The connection between my own idiosyncratic perspective and the analyses I produce had been even clearer in another project I completed between research on the railway and on public health. As I explored archival materials connected with gender and social policy – where I saw women as both the objects/targets and subjects/agents of social policy – my eye was caught over and over again by women whose lives were touched by illegitimacy, whether their own or that of their offspring. The stories I had heard of my Ecuadorian father-in-law’s early years as the illegitimate son of a wealthy and prominent father, and the effects of his birth on his mother, were ever-present in my mind as I pursued those threads. I could glimpse in the archives how these difficult experiences positioned the women I came across as the most likely to take risks – having the least to lose – in pushing the limits of social norms by taking up new forms of study and work in some social policy areas, where their own backgrounds often shaped how they approached their duties and their clients. Would I have noticed those documents and dynamics without a sensibility shaped by family connections? I could hardly do other than to dedicate that book to my father-in-law.

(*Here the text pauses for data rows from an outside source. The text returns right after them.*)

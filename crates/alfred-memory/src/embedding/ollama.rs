// SPDX-FileCopyrightText: 2026 Alfred Contributors
// SPDX-License-Identifier: MIT OR Apache-2.0

//! Embedding adapter backed by a local Ollama daemon.
//!
//! Uses the native batch endpoint `POST /api/embed`. Availability is a
//! short `GET /api/tags` against the daemon.

use std::time::Duration;

use async_trait::async_trait;
use serde::{Deserialize, Serialize};
use tracing::debug;

use alfred_config::model::{OllamaConfig, PROVIDER_OLLAMA};
use alfred_core::{AdapterType, AlfredError, EmbeddingAdapter, HealthStatus, PluginAdapter};

pub struct OllamaEmbedder {
    client: reqwest::Client,
    host: String,
    model: String,
    dimensions: usize,
    probe_timeout: Duration,
}

#[derive(Debug, Serialize)]
struct EmbedRequest<'a> {
    model: &'a str,
    input: &'a [String],
}

#[derive(Debug, Deserialize)]
struct EmbedResponse {
    embeddings: Vec<Vec<f32>>,
}

impl OllamaEmbedder {
    pub fn new(
        config: &OllamaConfig,
        dimensions: usize,
        probe_timeout: Duration,
    ) -> Result<Self, AlfredError> {
        let host = config.host.trim_end_matches('/').to_string();
        if !(host.starts_with("http://") || host.starts_with("https://")) {
            return Err(AlfredError::Config(format!(
                "embedding.ollama.host must be an http(s) URL, got `{host}`"
            )));
        }
        let client = reqwest::Client::builder()
            .connect_timeout(probe_timeout)
            .build()
            .map_err(|e| AlfredError::Internal(format!("failed to build HTTP client: {e}")))?;
        Ok(Self {
            client,
            host,
            model: config.model.clone(),
            dimensions,
            probe_timeout,
        })
    }

    fn failure(&self, message: impl Into<String>) -> AlfredError {
        AlfredError::Embedding {
            provider: PROVIDER_OLLAMA.to_string(),
            message: message.into(),
        }
    }
}

#[async_trait]
impl PluginAdapter for OllamaEmbedder {
    fn name(&self) -> &str {
        PROVIDER_OLLAMA
    }

    fn version(&self) -> semver::Version {
        semver::Version::new(0, 1, 0)
    }

    fn adapter_type(&self) -> AdapterType {
        AdapterType::Embedding
    }

    async fn health_check(&self) -> Result<HealthStatus, AlfredError> {
        if self.is_available().await {
            Ok(HealthStatus::Healthy)
        } else {
            Ok(HealthStatus::Unhealthy(format!(
                "ollama daemon not reachable at {}",
                self.host
            )))
        }
    }

    async fn shutdown(&self) -> Result<(), AlfredError> {
        Ok(())
    }
}

#[async_trait]
impl EmbeddingAdapter for OllamaEmbedder {
    fn dimensions(&self) -> usize {
        self.dimensions
    }

    async fn is_available(&self) -> bool {
        let url = format!("{}/api/tags", self.host);
        match self
            .client
            .get(&url)
            .timeout(self.probe_timeout)
            .send()
            .await
        {
            Ok(response) => response.status().is_success(),
            Err(e) => {
                debug!(error = %e, "ollama probe failed");
                false
            }
        }
    }

    async fn embed(&self, text: &str) -> Result<Vec<f32>, AlfredError> {
        self.embed_batch(&[text.to_string()])
            .await?
            .into_iter()
            .next()
            .ok_or_else(|| self.failure("empty response"))
    }

    async fn embed_batch(&self, texts: &[String]) -> Result<Vec<Vec<f32>>, AlfredError> {
        if texts.is_empty() {
            return Ok(Vec::new());
        }

        let url = format!("{}/api/embed", self.host);
        let response = self
            .client
            .post(&url)
            .json(&EmbedRequest {
                model: &self.model,
                input: texts,
            })
            .send()
            .await
            .map_err(|e| AlfredError::ProviderUnavailable {
                provider: PROVIDER_OLLAMA.to_string(),
                reason: format!("request failed: {e}"),
            })?;

        if !response.status().is_success() {
            let status = response.status();
            let body = response.text().await.unwrap_or_default();
            return Err(self.failure(format!("API error {status}: {body}")));
        }

        let parsed: EmbedResponse = response
            .json()
            .await
            .map_err(|e| self.failure(format!("parse error: {e}")))?;

        debug!(model = %self.model, count = parsed.embeddings.len(), "ollama embeddings generated");
        Ok(parsed.embeddings)
    }
}
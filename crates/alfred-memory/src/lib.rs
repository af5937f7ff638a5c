// SPDX-FileCopyrightText: 2026 Alfred Contributors
// SPDX-License-Identifier: MIT OR Apache-2.0

//! Local memory engine for Alfred.
//!
//! Stores memories as text plus a unit-normalized embedding in SQLite and
//! recalls them with hybrid search: exact cosine similarity fused with BM25
//! through weighted Reciprocal Rank Fusion. Embeddings come from an ordered
//! fallback chain of providers (local ONNX model, Ollama, OpenAI).

pub mod bm25;
pub mod embedding;
pub mod engine;
pub mod fusion;
pub mod hybrid;
pub mod model_manager;
pub mod store;
pub mod types;

pub use bm25::{tokenize, Bm25Index, Bm25Params};
pub use embedding::{build_chain, normalize, EmbeddingChain};
pub use engine::MemoryEngine;
pub use fusion::{reciprocal_rank_fusion, RankedList, DEFAULT_RRF_K};
pub use hybrid::HybridSearch;
pub use model_manager::ModelManager;
pub use store::MemoryStore;
pub use types::{
    MemoryFilter, MemoryRecord, Metadata, NewMemory, ProviderStatus, ScoredMemory, SearchHit,
    SearchOptions,
};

Institutional ethnographer Dorothy Smith writes of a “text-reader conversation,” where the meaning of a text like a novel is not contained in the object itself but emerges from the encounter between the narrative and its readers and depends on the experiences that shape how the latter approach and interpret the former. Even the documents we notice in the archives – where many choices must be made – is a product of the particular interests, experiences and sensibilities of researchers, just as the analysis they develop is shaped by these factors.
If we accept that the analysis is not just there in the data – waiting to be discovered by the master sculptor like that one potential Venus de Milo hidden in a block of marble – but that it is shaped in unique ways by the researcher at every stage of the process, then we can also appreciate how a more diverse group of researchers will bring forward fresh and innovative insights that might otherwise have been lost to audiences.